Try it →
Return, word for word, the lines of the listing below from the one with "warn!(%error, item_index = item.index, title" through the one with "async fn summarize_with_retry(&self, request: &AnalysisRequest)", and no other lines.

Record extracts →

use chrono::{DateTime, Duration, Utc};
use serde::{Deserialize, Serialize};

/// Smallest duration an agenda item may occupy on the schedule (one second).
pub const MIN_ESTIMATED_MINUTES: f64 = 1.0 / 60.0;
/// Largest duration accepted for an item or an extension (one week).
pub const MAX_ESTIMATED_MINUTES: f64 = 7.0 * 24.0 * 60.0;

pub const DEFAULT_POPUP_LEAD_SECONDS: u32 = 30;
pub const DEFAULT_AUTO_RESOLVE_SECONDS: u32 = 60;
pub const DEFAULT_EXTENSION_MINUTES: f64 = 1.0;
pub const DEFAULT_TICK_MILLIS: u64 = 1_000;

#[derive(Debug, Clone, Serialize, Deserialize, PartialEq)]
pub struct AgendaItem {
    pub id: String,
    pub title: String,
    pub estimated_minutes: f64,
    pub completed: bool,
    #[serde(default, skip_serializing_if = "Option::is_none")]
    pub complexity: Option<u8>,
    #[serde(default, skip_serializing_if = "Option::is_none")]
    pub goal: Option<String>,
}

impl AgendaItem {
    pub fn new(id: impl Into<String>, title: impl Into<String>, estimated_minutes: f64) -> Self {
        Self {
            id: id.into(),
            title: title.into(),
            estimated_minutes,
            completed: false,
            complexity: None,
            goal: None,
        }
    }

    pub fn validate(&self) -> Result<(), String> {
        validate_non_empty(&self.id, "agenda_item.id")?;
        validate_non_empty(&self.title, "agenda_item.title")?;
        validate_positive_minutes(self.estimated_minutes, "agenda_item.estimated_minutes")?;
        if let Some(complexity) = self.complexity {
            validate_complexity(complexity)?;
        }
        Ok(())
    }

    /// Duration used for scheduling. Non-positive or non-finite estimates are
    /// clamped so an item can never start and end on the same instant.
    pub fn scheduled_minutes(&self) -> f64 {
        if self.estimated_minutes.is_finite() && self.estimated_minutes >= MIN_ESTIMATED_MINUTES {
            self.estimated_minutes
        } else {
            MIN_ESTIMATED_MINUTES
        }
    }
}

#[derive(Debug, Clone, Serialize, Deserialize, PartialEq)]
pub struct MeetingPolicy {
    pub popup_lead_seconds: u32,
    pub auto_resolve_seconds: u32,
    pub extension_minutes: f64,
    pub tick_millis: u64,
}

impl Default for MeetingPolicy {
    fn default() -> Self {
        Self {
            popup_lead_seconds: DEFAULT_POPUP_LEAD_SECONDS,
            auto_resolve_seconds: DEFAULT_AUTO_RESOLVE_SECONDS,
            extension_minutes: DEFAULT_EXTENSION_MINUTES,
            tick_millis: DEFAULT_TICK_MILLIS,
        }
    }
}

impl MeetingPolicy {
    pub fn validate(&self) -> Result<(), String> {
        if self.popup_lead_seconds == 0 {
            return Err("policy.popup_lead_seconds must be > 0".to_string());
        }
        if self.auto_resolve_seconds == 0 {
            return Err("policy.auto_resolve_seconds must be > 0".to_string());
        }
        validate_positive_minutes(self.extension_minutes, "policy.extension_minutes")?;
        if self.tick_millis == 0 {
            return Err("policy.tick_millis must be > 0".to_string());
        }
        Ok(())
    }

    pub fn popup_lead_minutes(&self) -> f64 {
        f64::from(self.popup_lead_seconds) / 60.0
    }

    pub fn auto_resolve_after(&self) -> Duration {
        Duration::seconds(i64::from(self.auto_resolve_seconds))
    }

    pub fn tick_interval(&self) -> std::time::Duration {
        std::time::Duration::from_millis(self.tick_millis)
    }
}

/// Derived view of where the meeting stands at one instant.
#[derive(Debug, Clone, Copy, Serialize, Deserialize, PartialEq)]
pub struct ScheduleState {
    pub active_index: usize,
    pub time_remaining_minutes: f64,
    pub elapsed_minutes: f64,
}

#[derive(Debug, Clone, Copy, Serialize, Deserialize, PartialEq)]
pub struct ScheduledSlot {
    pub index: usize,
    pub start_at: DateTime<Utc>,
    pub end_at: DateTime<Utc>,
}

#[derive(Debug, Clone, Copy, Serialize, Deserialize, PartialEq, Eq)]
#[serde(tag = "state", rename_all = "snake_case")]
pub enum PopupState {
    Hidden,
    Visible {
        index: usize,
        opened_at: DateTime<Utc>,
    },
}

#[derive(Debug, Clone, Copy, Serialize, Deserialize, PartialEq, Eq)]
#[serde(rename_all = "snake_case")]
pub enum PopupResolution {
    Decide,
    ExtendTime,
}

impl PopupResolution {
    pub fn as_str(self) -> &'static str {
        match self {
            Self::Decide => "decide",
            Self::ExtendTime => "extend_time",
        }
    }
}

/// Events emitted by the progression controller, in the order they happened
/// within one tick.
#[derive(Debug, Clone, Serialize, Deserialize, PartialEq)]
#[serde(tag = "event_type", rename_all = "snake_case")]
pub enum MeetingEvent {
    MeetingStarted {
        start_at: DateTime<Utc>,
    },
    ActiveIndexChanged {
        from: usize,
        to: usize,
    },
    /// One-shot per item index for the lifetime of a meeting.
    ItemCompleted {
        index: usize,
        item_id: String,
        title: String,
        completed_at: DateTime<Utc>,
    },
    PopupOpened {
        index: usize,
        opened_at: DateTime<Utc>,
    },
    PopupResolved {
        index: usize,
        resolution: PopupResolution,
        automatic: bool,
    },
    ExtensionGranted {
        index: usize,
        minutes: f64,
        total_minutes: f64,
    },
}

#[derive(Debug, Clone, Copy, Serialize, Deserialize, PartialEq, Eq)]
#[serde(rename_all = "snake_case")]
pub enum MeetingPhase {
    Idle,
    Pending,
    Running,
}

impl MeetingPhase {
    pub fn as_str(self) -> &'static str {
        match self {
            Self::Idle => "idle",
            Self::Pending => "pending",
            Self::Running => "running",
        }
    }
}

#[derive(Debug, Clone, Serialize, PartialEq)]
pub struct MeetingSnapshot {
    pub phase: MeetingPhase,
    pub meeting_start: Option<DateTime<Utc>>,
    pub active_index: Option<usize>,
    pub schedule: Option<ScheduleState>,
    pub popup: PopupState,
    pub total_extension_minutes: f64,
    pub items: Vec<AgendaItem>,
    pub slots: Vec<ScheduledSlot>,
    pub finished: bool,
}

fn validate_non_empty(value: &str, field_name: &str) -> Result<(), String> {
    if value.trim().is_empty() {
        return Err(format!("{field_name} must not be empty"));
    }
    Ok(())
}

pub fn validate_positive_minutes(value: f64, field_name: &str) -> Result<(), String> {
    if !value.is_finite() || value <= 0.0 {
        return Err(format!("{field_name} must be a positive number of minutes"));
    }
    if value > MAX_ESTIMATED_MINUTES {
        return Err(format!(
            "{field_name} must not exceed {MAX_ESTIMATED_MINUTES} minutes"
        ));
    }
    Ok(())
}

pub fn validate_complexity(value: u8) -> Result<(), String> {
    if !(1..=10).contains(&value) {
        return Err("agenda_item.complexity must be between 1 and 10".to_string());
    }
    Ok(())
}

--

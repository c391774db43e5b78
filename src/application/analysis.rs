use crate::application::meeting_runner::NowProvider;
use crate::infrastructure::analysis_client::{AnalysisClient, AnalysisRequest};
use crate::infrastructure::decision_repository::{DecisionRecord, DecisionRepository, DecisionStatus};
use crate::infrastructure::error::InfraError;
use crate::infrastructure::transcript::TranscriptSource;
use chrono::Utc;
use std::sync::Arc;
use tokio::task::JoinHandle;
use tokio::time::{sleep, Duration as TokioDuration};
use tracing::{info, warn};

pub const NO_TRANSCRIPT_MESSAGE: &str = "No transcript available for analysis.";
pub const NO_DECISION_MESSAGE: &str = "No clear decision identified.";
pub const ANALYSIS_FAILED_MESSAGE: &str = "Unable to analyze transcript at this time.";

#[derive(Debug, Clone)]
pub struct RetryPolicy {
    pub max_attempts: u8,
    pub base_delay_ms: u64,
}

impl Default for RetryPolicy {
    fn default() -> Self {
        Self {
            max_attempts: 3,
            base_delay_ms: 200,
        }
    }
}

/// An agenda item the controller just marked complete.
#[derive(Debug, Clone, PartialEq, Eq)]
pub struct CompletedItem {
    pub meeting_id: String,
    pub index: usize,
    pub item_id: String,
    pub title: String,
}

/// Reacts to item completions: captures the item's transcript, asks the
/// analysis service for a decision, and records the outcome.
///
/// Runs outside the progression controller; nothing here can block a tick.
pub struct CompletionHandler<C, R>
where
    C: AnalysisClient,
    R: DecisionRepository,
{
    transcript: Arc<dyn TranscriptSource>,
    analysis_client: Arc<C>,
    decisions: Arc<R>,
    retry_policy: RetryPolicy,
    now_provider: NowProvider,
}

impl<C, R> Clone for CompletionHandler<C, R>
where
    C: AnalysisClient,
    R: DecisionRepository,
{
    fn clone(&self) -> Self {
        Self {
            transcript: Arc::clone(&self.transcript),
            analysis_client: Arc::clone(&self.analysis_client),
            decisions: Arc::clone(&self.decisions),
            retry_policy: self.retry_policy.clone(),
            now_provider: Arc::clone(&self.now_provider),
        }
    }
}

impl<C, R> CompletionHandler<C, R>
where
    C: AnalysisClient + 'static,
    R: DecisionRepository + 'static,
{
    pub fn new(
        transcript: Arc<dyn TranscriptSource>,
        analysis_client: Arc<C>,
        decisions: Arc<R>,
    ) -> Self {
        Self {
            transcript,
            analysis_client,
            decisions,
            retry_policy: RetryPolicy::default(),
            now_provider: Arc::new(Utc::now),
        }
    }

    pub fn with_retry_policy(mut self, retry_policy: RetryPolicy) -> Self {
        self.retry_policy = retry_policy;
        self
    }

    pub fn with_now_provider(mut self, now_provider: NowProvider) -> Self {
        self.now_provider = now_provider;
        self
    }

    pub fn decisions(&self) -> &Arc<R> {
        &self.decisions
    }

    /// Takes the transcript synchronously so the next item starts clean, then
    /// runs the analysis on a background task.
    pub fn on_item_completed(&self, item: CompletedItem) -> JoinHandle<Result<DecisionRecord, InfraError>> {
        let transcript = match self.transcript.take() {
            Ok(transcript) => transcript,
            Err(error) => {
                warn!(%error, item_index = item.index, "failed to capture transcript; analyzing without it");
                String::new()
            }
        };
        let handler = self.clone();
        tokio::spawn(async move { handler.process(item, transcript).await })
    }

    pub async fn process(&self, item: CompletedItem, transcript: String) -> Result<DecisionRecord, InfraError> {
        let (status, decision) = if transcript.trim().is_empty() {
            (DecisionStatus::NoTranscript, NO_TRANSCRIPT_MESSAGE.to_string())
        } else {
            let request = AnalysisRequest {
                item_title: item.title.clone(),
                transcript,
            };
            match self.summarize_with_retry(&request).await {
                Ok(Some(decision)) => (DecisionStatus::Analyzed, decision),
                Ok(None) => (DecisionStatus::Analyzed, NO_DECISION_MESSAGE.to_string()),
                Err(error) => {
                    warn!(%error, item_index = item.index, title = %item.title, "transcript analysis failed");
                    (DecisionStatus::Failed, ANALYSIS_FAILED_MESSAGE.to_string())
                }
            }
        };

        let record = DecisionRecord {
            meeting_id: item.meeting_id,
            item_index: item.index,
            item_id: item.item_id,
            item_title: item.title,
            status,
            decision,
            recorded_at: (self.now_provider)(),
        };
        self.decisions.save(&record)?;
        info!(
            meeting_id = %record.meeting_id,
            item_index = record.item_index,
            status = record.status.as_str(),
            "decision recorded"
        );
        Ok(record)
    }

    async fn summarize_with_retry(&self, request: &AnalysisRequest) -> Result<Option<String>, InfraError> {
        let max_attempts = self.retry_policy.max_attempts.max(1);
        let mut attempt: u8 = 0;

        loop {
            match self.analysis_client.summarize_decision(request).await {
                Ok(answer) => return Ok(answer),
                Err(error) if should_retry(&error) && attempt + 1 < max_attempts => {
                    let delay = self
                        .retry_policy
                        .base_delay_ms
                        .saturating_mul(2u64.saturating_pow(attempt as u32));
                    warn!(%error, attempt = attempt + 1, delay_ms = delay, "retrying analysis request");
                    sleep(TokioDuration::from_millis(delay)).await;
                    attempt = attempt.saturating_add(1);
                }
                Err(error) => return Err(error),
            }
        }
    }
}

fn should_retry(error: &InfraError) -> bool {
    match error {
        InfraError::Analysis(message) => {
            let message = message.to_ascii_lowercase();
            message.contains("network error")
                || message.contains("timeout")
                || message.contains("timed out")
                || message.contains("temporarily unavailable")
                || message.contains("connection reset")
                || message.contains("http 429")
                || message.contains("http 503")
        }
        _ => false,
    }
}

Expected output →
                    warn!(%error, item_index = item.index, title = %item.title, "transcript analysis failed");
                    (DecisionStatus::Failed, ANALYSIS_FAILED_MESSAGE.to_string())
                }
            }
        };

        let record = DecisionRecord {
            meeting_id: item.meeting_id,
            item_index: item.index,
            item_id: item.item_id,
            item_title: item.title,
            status,
            decision,
            recorded_at: (self.now_provider)(),
        };
        self.decisions.save(&record)?;
        info!(
            meeting_id = %record.meeting_id,
            item_index = record.item_index,
            status = record.status.as_str(),
            "decision recorded"
        );
        Ok(record)
    }

    async fn summarize_with_retry(&self, request: &AnalysisRequest) -> Result<Option<String>, InfraError> {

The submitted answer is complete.